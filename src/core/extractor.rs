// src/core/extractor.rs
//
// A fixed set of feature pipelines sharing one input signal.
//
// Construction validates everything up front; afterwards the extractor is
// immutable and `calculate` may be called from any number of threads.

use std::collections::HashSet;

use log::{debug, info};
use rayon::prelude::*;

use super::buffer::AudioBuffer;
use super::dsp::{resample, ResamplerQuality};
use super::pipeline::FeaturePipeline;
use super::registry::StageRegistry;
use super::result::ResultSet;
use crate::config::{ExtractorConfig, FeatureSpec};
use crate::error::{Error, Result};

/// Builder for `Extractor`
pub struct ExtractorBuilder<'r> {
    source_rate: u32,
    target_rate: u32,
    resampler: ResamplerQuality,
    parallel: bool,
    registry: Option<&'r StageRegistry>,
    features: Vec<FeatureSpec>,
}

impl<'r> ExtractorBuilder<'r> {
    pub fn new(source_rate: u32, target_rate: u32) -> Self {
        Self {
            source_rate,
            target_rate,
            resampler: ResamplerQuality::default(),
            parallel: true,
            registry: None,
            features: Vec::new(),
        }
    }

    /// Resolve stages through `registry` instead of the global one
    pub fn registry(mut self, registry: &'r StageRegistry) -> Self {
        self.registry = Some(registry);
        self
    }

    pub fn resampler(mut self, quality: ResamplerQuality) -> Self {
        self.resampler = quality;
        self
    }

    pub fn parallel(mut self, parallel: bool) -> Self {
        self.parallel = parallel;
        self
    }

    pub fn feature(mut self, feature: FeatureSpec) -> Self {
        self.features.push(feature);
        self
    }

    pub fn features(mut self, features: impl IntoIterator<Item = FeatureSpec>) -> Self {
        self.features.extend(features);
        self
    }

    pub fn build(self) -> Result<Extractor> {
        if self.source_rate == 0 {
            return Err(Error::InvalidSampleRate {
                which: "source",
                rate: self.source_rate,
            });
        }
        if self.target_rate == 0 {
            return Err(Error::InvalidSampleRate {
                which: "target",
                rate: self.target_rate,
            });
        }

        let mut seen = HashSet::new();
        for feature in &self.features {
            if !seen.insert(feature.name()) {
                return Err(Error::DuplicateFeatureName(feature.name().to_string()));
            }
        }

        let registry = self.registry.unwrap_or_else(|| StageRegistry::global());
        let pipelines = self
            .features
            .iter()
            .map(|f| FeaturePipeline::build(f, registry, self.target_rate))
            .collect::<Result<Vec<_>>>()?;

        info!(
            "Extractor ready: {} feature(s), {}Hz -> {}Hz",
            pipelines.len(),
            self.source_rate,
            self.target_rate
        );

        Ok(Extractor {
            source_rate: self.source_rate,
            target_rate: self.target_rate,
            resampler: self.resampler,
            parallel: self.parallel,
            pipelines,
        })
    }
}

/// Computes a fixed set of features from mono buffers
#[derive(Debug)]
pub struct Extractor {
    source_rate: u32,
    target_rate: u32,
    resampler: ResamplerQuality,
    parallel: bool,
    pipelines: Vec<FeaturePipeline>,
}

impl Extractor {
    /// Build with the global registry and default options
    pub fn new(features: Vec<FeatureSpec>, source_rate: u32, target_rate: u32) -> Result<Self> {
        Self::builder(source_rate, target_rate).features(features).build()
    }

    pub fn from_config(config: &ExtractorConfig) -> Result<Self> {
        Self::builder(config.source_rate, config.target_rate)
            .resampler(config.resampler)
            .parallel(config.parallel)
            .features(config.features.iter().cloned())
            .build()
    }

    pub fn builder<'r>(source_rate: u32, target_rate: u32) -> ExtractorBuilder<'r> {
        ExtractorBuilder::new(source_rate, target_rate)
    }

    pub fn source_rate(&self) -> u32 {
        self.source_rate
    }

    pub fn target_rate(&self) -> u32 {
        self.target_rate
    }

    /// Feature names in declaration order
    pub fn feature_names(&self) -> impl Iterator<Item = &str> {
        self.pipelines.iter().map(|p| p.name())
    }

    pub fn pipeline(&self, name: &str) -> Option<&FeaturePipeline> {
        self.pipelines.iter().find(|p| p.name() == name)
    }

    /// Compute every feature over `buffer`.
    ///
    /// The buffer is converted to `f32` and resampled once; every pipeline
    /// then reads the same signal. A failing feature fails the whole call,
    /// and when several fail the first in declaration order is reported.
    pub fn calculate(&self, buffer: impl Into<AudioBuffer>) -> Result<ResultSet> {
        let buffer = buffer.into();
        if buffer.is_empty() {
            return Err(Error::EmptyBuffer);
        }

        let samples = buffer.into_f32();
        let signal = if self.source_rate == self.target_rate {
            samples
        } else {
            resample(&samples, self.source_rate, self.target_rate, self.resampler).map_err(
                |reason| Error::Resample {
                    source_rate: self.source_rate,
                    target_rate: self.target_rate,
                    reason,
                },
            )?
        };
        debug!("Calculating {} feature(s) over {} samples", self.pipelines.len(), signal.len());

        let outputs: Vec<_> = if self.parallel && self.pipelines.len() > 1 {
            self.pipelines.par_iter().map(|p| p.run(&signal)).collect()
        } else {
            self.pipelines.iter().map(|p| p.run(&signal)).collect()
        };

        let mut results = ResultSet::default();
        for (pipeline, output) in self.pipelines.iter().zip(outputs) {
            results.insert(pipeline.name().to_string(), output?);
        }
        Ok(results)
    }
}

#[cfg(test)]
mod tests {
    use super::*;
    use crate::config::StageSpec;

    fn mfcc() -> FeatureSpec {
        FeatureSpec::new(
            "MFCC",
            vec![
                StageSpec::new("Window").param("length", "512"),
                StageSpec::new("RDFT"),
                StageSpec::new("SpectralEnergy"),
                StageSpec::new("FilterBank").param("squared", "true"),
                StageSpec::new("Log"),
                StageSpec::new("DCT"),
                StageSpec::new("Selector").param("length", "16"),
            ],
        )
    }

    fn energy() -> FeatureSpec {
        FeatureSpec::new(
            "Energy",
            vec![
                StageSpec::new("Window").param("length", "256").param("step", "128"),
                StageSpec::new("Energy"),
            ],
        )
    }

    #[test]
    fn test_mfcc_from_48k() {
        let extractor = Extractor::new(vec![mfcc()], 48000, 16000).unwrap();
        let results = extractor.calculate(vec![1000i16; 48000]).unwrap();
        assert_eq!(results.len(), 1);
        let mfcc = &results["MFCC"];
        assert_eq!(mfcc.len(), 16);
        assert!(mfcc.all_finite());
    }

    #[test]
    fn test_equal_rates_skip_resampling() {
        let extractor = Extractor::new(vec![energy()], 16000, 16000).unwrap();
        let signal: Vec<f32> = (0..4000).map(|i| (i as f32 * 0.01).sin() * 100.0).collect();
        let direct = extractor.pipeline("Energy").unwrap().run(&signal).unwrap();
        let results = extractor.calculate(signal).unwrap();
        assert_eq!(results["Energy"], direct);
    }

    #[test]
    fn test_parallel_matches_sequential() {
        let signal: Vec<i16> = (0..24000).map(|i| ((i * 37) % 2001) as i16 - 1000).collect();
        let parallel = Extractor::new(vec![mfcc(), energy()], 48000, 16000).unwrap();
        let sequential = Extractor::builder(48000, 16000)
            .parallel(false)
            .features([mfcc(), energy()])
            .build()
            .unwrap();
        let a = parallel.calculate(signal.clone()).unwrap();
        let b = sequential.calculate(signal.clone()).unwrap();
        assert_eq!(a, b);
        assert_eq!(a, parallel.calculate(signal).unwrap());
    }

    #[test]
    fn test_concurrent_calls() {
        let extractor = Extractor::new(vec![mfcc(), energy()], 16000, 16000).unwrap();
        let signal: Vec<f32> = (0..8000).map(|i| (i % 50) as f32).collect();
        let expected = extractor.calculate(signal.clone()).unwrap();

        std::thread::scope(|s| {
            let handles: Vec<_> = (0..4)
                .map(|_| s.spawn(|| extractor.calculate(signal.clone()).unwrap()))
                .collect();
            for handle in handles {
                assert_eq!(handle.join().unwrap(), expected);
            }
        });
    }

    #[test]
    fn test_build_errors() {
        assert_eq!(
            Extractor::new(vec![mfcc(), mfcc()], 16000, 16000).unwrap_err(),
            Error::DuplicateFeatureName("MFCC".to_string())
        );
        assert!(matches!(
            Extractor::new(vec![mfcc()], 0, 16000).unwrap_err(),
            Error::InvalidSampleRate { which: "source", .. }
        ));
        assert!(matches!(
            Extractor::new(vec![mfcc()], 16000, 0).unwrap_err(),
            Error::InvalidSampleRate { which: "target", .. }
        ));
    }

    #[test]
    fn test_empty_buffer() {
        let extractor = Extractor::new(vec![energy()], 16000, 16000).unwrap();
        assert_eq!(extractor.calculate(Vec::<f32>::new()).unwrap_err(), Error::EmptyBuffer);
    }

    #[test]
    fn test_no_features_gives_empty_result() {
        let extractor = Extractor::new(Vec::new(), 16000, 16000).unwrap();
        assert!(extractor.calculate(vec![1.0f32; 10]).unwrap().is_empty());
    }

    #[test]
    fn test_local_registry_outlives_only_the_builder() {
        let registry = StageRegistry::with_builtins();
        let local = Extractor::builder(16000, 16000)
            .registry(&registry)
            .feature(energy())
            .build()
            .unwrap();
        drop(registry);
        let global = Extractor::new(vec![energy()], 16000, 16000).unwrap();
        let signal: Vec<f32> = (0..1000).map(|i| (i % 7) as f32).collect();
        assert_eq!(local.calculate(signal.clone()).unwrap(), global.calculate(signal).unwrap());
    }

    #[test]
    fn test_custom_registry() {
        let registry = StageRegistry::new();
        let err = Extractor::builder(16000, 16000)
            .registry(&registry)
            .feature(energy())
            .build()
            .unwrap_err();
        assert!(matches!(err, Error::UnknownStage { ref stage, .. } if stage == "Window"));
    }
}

○ ○ ○ ○ ○ ○ ○

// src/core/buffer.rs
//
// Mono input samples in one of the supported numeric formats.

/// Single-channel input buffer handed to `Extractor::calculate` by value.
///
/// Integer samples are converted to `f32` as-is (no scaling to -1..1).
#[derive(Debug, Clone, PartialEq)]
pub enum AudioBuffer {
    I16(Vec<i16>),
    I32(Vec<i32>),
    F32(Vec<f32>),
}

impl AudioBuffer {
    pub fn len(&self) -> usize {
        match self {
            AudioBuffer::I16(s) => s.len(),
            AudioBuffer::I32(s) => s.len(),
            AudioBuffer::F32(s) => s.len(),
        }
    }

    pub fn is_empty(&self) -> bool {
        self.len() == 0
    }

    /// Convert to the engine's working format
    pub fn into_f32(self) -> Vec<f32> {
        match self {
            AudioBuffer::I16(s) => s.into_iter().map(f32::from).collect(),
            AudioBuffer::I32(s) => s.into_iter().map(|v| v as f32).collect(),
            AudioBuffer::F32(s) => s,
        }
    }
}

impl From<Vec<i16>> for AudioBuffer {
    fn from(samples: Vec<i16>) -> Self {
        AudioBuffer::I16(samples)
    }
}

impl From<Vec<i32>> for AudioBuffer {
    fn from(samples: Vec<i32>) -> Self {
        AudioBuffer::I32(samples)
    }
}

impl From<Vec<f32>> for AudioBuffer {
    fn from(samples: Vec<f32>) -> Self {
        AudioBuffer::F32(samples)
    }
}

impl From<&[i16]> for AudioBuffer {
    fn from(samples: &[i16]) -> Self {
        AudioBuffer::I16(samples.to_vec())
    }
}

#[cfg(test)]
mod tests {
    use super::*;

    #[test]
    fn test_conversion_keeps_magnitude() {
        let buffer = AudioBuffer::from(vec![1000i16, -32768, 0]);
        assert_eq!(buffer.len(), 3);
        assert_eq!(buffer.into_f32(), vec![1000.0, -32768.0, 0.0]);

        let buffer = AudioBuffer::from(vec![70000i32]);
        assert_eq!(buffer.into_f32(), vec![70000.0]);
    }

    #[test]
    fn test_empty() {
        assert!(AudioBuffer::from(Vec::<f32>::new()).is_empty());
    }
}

○ ○ ○ ○ ○ ○ ○

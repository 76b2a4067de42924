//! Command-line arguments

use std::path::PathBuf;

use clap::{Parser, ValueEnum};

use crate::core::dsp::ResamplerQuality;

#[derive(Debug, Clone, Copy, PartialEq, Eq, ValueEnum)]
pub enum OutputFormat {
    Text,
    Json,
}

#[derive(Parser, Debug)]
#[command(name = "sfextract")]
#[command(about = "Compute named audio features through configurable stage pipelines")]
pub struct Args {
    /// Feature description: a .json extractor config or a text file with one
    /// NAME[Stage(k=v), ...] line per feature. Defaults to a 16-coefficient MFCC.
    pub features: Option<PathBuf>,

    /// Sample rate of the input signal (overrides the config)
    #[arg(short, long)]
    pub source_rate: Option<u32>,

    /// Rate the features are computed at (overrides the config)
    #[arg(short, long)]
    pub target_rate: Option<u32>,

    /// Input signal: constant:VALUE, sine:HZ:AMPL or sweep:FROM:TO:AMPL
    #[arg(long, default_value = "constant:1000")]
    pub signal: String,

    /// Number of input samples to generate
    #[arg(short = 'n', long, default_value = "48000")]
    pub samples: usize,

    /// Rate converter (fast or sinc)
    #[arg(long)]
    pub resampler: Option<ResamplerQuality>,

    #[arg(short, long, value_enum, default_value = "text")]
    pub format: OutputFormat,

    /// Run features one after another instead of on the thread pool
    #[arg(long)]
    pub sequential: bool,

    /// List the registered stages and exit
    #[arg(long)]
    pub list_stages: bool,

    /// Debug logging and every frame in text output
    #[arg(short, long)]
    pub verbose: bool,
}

○ ○ ○ ○ ○ ○ ○

Restate word for word the lines of the data above, starting at the line containing "filename src/core/extractor.rs" and ending at the line containing "use std::collections::HashSet;", both included, and nothing more.

filename src/core/extractor.rs
// src/core/extractor.rs
//
// A fixed set of feature pipelines sharing one input signal.
//
// Construction validates everything up front; afterwards the extractor is
// immutable and `calculate` may be called from any number of threads.

use std::collections::HashSet;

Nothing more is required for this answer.